Print out the entries exactly, and include each one.

(Saved entries)
━━━━━━━━

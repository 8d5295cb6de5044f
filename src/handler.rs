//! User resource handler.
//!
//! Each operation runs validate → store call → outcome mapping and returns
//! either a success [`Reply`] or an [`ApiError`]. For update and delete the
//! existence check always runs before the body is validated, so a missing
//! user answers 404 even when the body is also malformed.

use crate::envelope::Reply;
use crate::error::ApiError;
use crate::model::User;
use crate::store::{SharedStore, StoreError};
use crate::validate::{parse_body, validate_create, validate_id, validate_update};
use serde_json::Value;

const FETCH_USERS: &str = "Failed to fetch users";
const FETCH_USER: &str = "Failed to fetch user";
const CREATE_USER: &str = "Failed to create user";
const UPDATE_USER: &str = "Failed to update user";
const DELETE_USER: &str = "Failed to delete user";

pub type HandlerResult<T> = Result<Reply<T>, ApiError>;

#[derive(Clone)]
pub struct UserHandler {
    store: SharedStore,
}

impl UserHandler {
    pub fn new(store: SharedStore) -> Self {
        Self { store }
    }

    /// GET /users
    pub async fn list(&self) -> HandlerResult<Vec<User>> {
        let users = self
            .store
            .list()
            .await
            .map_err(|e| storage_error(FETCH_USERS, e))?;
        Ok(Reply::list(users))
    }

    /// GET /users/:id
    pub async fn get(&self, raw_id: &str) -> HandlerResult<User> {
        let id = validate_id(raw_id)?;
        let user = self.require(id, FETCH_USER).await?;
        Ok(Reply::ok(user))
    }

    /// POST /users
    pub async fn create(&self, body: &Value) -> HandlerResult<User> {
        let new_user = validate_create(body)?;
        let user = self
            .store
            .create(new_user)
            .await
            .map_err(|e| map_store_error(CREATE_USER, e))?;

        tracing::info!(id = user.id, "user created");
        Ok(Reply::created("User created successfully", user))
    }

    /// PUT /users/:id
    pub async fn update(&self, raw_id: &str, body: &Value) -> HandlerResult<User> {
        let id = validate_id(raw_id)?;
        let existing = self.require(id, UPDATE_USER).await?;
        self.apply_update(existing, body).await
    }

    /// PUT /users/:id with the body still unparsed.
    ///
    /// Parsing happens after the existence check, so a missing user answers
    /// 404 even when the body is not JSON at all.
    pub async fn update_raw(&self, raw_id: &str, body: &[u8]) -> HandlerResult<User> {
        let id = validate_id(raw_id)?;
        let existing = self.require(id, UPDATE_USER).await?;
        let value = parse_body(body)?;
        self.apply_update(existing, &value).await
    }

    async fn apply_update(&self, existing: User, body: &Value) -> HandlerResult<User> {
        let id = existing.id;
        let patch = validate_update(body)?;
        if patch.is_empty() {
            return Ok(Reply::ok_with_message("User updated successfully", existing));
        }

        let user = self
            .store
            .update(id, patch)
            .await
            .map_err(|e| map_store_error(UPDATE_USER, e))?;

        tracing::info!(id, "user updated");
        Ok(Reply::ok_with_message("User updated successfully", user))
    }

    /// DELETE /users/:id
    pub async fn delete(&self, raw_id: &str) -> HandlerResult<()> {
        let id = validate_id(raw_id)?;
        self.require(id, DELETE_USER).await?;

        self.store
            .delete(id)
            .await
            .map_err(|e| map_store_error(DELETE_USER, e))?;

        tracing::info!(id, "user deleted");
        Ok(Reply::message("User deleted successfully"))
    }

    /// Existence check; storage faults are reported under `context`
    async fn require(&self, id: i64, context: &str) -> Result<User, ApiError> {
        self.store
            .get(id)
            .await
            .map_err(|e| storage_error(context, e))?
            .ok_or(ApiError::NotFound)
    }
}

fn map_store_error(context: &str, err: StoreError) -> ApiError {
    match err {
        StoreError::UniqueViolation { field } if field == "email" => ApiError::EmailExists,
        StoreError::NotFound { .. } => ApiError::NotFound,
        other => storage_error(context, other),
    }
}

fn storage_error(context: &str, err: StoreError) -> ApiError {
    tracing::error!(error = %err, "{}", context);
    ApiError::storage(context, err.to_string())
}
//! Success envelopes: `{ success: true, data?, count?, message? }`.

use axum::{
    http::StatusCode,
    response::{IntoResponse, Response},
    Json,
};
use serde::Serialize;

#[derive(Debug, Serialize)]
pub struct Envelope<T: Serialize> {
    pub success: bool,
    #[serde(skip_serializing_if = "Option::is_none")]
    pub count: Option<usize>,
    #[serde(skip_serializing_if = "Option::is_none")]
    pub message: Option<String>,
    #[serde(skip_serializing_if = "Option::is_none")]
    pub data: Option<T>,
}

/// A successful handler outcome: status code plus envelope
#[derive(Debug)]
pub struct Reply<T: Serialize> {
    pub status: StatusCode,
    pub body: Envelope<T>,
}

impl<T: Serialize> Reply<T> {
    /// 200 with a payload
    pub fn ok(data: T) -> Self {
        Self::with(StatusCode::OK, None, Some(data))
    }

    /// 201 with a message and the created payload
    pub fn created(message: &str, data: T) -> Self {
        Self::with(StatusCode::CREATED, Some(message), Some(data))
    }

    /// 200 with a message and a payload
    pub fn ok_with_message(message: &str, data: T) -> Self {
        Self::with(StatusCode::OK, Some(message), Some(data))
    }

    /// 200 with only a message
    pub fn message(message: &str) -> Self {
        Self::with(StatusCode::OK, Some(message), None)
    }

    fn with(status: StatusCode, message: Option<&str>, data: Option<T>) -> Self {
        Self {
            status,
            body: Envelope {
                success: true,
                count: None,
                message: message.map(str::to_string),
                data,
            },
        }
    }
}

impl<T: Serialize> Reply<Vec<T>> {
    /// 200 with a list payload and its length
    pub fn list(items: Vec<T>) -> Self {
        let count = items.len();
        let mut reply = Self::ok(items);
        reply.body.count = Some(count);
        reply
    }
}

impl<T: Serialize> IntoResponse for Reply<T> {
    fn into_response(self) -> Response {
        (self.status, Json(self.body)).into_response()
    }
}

━━━━━━━━

Expected answer:
repository 8d5295cb6de5044f
filename src/handler.rs
//! User resource handler.
//!
//! Each operation runs validate → store call → outcome mapping and returns
//! either a success [`Reply`] or an [`ApiError`]. For update and delete the
//! existence check always runs before the body is validated, so a missing
//! user answers 404 even when the body is also malformed.

use crate::envelope::Reply;
use crate::error::ApiError;
use crate::model::User;
use crate::store::{SharedStore, StoreError};
use crate::validate::{parse_body, validate_create, validate_id, validate_update};
use serde_json::Value;

const FETCH_USERS: &str = "Failed to fetch users";
const FETCH_USER: &str = "Failed to fetch user";
const CREATE_USER: &str = "Failed to create user";
const UPDATE_USER: &str = "Failed to update user";
const DELETE_USER: &str = "Failed to delete user";

pub type HandlerResult<T> = Result<Reply<T>, ApiError>;

#[derive(Clone)]
pub struct UserHandler {
    store: SharedStore,
}

impl UserHandler {
    pub fn new(store: SharedStore) -> Self {
        Self { store }
    }

    /// GET /users
    pub async fn list(&self) -> HandlerResult<Vec<User>> {
        let users = self
            .store
            .list()
            .await
            .map_err(|e| storage_error(FETCH_USERS, e))?;
        Ok(Reply::list(users))
    }

    /// GET /users/:id
    pub async fn get(&self, raw_id: &str) -> HandlerResult<User> {
        let id = validate_id(raw_id)?;
        let user = self.require(id, FETCH_USER).await?;
        Ok(Reply::ok(user))
    }

    /// POST /users
    pub async fn create(&self, body: &Value) -> HandlerResult<User> {
        let new_user = validate_create(body)?;
        let user = self
            .store
            .create(new_user)
            .await
            .map_err(|e| map_store_error(CREATE_USER, e))?;

        tracing::info!(id = user.id, "user created");
        Ok(Reply::created("User created successfully", user))
    }

    /// PUT /users/:id
    pub async fn update(&self, raw_id: &str, body: &Value) -> HandlerResult<User> {
        let id = validate_id(raw_id)?;
        let existing = self.require(id, UPDATE_USER).await?;
        self.apply_update(existing, body).await
    }

    /// PUT /users/:id with the body still unparsed.
    ///
    /// Parsing happens after the existence check, so a missing user answers
    /// 404 even when the body is not JSON at all.
    pub async fn update_raw(&self, raw_id: &str, body: &[u8]) -> HandlerResult<User> {
        let id = validate_id(raw_id)?;
        let existing = self.require(id, UPDATE_USER).await?;
        let value = parse_body(body)?;
        self.apply_update(existing, &value).await
    }

    async fn apply_update(&self, existing: User, body: &Value) -> HandlerResult<User> {
        let id = existing.id;
        let patch = validate_update(body)?;
        if patch.is_empty() {
            return Ok(Reply::ok_with_message("User updated successfully", existing));
        }

        let user = self
            .store
            .update(id, patch)
            .await
            .map_err(|e| map_store_error(UPDATE_USER, e))?;

        tracing::info!(id, "user updated");
        Ok(Reply::ok_with_message("User updated successfully", user))
    }

    /// DELETE /users/:id
    pub async fn delete(&self, raw_id: &str) -> HandlerResult<()> {
        let id = validate_id(raw_id)?;
        self.require(id, DELETE_USER).await?;

        self.store
            .delete(id)
            .await
            .map_err(|e| map_store_error(DELETE_USER, e))?;

        tracing::info!(id, "user deleted");
        Ok(Reply::message("User deleted successfully"))
    }

    /// Existence check; storage faults are reported under `context`
    async fn require(&self, id: i64, context: &str) -> Result<User, ApiError> {
        self.store
            .get(id)
            .await
            .map_err(|e| storage_error(context, e))?
            .ok_or(ApiError::NotFound)
    }
}

fn map_store_error(context: &str, err: StoreError) -> ApiError {
    match err {
        StoreError::UniqueViolation { field } if field == "email" => ApiError::EmailExists,
        StoreError::NotFound { .. } => ApiError::NotFound,
        other => storage_error(context, other),
    }
}

fn storage_error(context: &str, err: StoreError) -> ApiError {
    tracing::error!(error = %err, "{}", context);
    ApiError::storage(context, err.to_string())
}
//! Success envelopes: `{ success: true, data?, count?, message? }`.

use axum::{
    http::StatusCode,
    response::{IntoResponse, Response},
    Json,
};
use serde::Serialize;

#[derive(Debug, Serialize)]
pub struct Envelope<T: Serialize> {
    pub success: bool,
    #[serde(skip_serializing_if = "Option::is_none")]
    pub count: Option<usize>,
    #[serde(skip_serializing_if = "Option::is_none")]
    pub message: Option<String>,
    #[serde(skip_serializing_if = "Option::is_none")]
    pub data: Option<T>,
}

/// A successful handler outcome: status code plus envelope
#[derive(Debug)]
pub struct Reply<T: Serialize> {
    pub status: StatusCode,
    pub body: Envelope<T>,
}

impl<T: Serialize> Reply<T> {
    /// 200 with a payload
    pub fn ok(data: T) -> Self {
        Self::with(StatusCode::OK, None, Some(data))
    }

    /// 201 with a message and the created payload
    pub fn created(message: &str, data: T) -> Self {
        Self::with(StatusCode::CREATED, Some(message), Some(data))
    }

    /// 200 with a message and a payload
    pub fn ok_with_message(message: &str, data: T) -> Self {
        Self::with(StatusCode::OK, Some(message), Some(data))
    }

    /// 200 with only a message
    pub fn message(message: &str) -> Self {
        Self::with(StatusCode::OK, Some(message), None)
    }

    fn with(status: StatusCode, message: Option<&str>, data: Option<T>) -> Self {
        Self {
            status,
            body: Envelope {
                success: true,
                count: None,
                message: message.map(str::to_string),
                data,
            },
        }
    }
}

impl<T: Serialize> Reply<Vec<T>> {
    /// 200 with a list payload and its length
    pub fn list(items: Vec<T>) -> Self {
        let count = items.len();
        let mut reply = Self::ok(items);
        reply.body.count = Some(count);
        reply
    }
}

impl<T: Serialize> IntoResponse for Reply<T> {
    fn into_response(self) -> Response {
        (self.status, Json(self.body)).into_response()
    }
}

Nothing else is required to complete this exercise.